3. Perilaku Wisatawan Juga Mempengaruhi Macet
Pelanggaran lalu lintas sering terjadi oleh wisatawan. Seperti mereka parkir sembarangan tempat, mereka bahkan berani melawan arus jalan, atau menerobos jalur khusus pengendara lain. Nah, perilaku ini kian memperparah situasi jalanan yang macet.
Dampak Kemacetan pada Lingkungan dan Ekonomi
Kemacetan bukan hanya menimbulkan stres pengendara, tetapi juga berdampak negatif pada lingkungan dan ekonomi masyarakat. Polusi udara akibat kendaraan bermotor otomatis meningkat drastis. Ini mengganggu kesehatan di lingkungan setempat macet.
Sementara aktivitas masyarakat lokal pun yang bergantung pada pariwisata bisa terganggu. Di Pantai Pangandaran, misalnya, macet panjang saat libur membuat sebagian pedagang kehilangan pembeli karena wisatawan tidak sempat mencapai lokasi. Mereka terjebak macet di jalan sehingga pembeli nihil.

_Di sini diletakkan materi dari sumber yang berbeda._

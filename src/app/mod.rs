use crate::domain::{
    ConnectionState, EventLog, EventRecord, FrameParser, LocalStatus, ReconnectPolicy,
    ReconnectState, Session, TokenMetrics, fold_record, is_live_eligible,
};
use crate::infra::{ApiClient, ApiError, EventSource};
use futures_util::StreamExt;
use std::sync::{Arc, Mutex, MutexGuard};
use thiserror::Error;
use tokio::sync::watch;
use tokio_util::sync::CancellationToken;

#[derive(Debug, Error)]
pub enum ControllerError {
    #[error(transparent)]
    Api(#[from] ApiError),

    #[error("no session selected")]
    NoSession,
}

/// Immutable view published to the UI collaborator after every mutation.
/// Readers never hold references into live controller state.
#[derive(Clone, Debug, Default, PartialEq)]
pub struct MonitorSnapshot {
    pub session: Option<Session>,
    pub connection: ConnectionState,
    pub events: Vec<EventRecord>,
    pub metrics: TokenMetrics,
}

struct Shared {
    session: Option<Session>,
    connection: ConnectionState,
    log: EventLog,
    metrics: TokenMetrics,
    /// Bumped on every supersession/cancel. A stream task only writes while
    /// its own generation is current, so a stale task can never touch state
    /// that belongs to its successor.
    generation: u64,
}

struct ActiveStream {
    session_id: String,
    cancel: CancellationToken,
    task: tokio::task::JoinHandle<()>,
}

/// Owns the one live stream task and every piece of state the UI reads:
/// connection state, event log, and running metrics. All writes funnel
/// through here; everything handed out is a snapshot.
pub struct SessionController {
    api: ApiClient,
    source: Arc<dyn EventSource>,
    policy: ReconnectPolicy,
    shared: Arc<Mutex<Shared>>,
    snapshot_tx: watch::Sender<MonitorSnapshot>,
    active: Option<ActiveStream>,
}

impl SessionController {
    pub fn new(api: ApiClient, source: Arc<dyn EventSource>, policy: ReconnectPolicy) -> Self {
        let (snapshot_tx, _) = watch::channel(MonitorSnapshot::default());
        Self {
            api,
            source,
            policy,
            shared: Arc::new(Mutex::new(Shared {
                session: None,
                connection: ConnectionState::Disconnected,
                log: EventLog::default(),
                metrics: TokenMetrics::default(),
                generation: 0,
            })),
            snapshot_tx,
            active: None,
        }
    }

    pub fn subscribe(&self) -> watch::Receiver<MonitorSnapshot> {
        self.snapshot_tx.subscribe()
    }

    pub fn snapshot(&self) -> MonitorSnapshot {
        build_snapshot(&lock(&self.shared))
    }

    pub fn connection_state(&self) -> ConnectionState {
        lock(&self.shared).connection.clone()
    }

    pub fn metrics(&self) -> TokenMetrics {
        lock(&self.shared).metrics
    }

    pub fn event_log(&self) -> Vec<EventRecord> {
        lock(&self.shared).log.snapshot()
    }

    /// Fetches the session's status document and selects it. Re-selecting the
    /// current session preserves its client-managed local status.
    pub async fn select_session_by_id(&mut self, session_id: &str) -> Result<(), ControllerError> {
        let fetched = self.api.fetch_session_status(session_id).await?;
        let session = {
            let shared = lock(&self.shared);
            match &shared.session {
                Some(existing) if existing.id == fetched.id => {
                    let mut merged = existing.clone();
                    merged.adopt_status(fetched);
                    merged
                }
                _ => fetched,
            }
        };
        self.select_session(session);
        Ok(())
    }

    /// Supersedes any prior stream and points the controller at `session`.
    ///
    /// Selecting the session that is already streaming leaves the stream,
    /// log, and metrics alone but adopts the incoming status document, so a
    /// re-fetch still refreshes `iteration`/`elapsed_secs`. Otherwise the
    /// previous task is cancelled exactly once, log/metrics/reconnect state
    /// reset, and a fresh stream task is spawned only if the liveness gate
    /// allows it. An ineligible session makes zero connection attempts;
    /// `Disconnected` is its steady state, not an error.
    pub fn select_session(&mut self, session: Session) {
        if let Some(active) = &self.active {
            if active.session_id == session.id && !active.task.is_finished() {
                let mut shared = lock(&self.shared);
                if let Some(current) = shared.session.as_mut() {
                    current.adopt_status(session);
                    publish(&self.snapshot_tx, &shared);
                }
                return;
            }
        }

        self.cancel_active();

        let eligible = is_live_eligible(&session);
        let session_id = session.id.clone();
        let generation = {
            let mut shared = lock(&self.shared);
            shared.generation += 1;
            shared.session = Some(session);
            shared.log.clear();
            shared.metrics = TokenMetrics::default();
            shared.connection = if eligible {
                ConnectionState::Connecting
            } else {
                ConnectionState::Disconnected
            };
            publish(&self.snapshot_tx, &shared);
            shared.generation
        };

        if !eligible {
            return;
        }

        let cancel = CancellationToken::new();
        let task = StreamTask {
            source: Arc::clone(&self.source),
            shared: Arc::clone(&self.shared),
            snapshot_tx: self.snapshot_tx.clone(),
            policy: self.policy,
            session_id: session_id.clone(),
            generation,
            cancel: cancel.clone(),
        };
        self.active = Some(ActiveStream {
            session_id,
            cancel,
            task: tokio::spawn(task.run()),
        });
    }

    /// Terminates the current stream task, if any, and settles on
    /// `Disconnected`. The token is taken out of `active`, so each task is
    /// cancelled at most once.
    pub fn cancel(&mut self) {
        self.cancel_active();
        let mut shared = lock(&self.shared);
        shared.connection = ConnectionState::Disconnected;
        publish(&self.snapshot_tx, &shared);
    }

    fn cancel_active(&mut self) {
        let Some(active) = self.active.take() else {
            return;
        };
        // Close the generation before waking the task so it cannot write
        // between observing the cancel and exiting.
        lock(&self.shared).generation += 1;
        active.cancel.cancel();
    }

    pub async fn pause(&mut self) -> Result<(), ControllerError> {
        let session_id = self.selected_id()?;
        self.api.pause_session(&session_id).await?;
        self.set_local_status(Some(LocalStatus::Paused));
        Ok(())
    }

    pub async fn resume(&mut self) -> Result<(), ControllerError> {
        let session_id = self.selected_id()?;
        self.api.resume_session(&session_id).await?;
        self.set_local_status(Some(LocalStatus::Running));
        Ok(())
    }

    pub async fn stop(&mut self) -> Result<(), ControllerError> {
        let session_id = self.selected_id()?;
        self.api.stop_session(&session_id).await?;
        self.set_local_status(None);
        Ok(())
    }

    /// Re-fetches the status document for the selected session, preserving
    /// local status. Does not touch the stream.
    pub async fn refresh_status(&mut self) -> Result<(), ControllerError> {
        let session_id = self.selected_id()?;
        let fetched = self.api.fetch_session_status(&session_id).await?;
        let mut shared = lock(&self.shared);
        if let Some(session) = shared.session.as_mut() {
            session.adopt_status(fetched);
            publish(&self.snapshot_tx, &shared);
        }
        Ok(())
    }

    fn selected_id(&self) -> Result<String, ControllerError> {
        lock(&self.shared)
            .session
            .as_ref()
            .map(|session| session.id.clone())
            .ok_or(ControllerError::NoSession)
    }

    fn set_local_status(&mut self, status: Option<LocalStatus>) {
        let mut shared = lock(&self.shared);
        if let Some(session) = shared.session.as_mut() {
            session.local_status = status;
            publish(&self.snapshot_tx, &shared);
        }
    }
}

impl Drop for SessionController {
    fn drop(&mut self) {
        if let Some(active) = self.active.take() {
            active.cancel.cancel();
        }
    }
}

struct StreamTask {
    source: Arc<dyn EventSource>,
    shared: Arc<Mutex<Shared>>,
    snapshot_tx: watch::Sender<MonitorSnapshot>,
    policy: ReconnectPolicy,
    session_id: String,
    generation: u64,
    cancel: CancellationToken,
}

Adakah Solusi Mengatasi Kemacetan di Kawasan Wisata?
Untuk mengatasi kemacetan di kawasan wisata tentu ada bila semua stakeholder serius untuk menanganinya. Adapun langkah-langkah berikut dapat diterapkan oleh mereka:
1. Wajib Bagi Pemda Setempat untuk Melaksanakan Pengembangan Infrastruktur
Pemerintah Daerah dan Pusat perlu mempercepat pembangunan jalur alternatif dan pelebaran jalan utama menuju destinasi wisata. Proyek seperti pelebaran jalan lintas selatan Jawa dapat menjadi contoh bagi Pemda. Berikanlah ganti guru pada warga terdampak pelebaran jalan.
2. Pemerintah juga Sudah Saatnya Melaksanakan Tansportasi Publik
Pengadaan shuttle bus atau kereta wisata dari kota besar menuju tempat wisata akan membantu mengurangi jumlah kendaraan pribadi di jalan. Tapi jangan lupa, sediakan lahan atau tempat parkir di daerah transit dari kendaraan pribadi ke shuttle atau kereta wisata.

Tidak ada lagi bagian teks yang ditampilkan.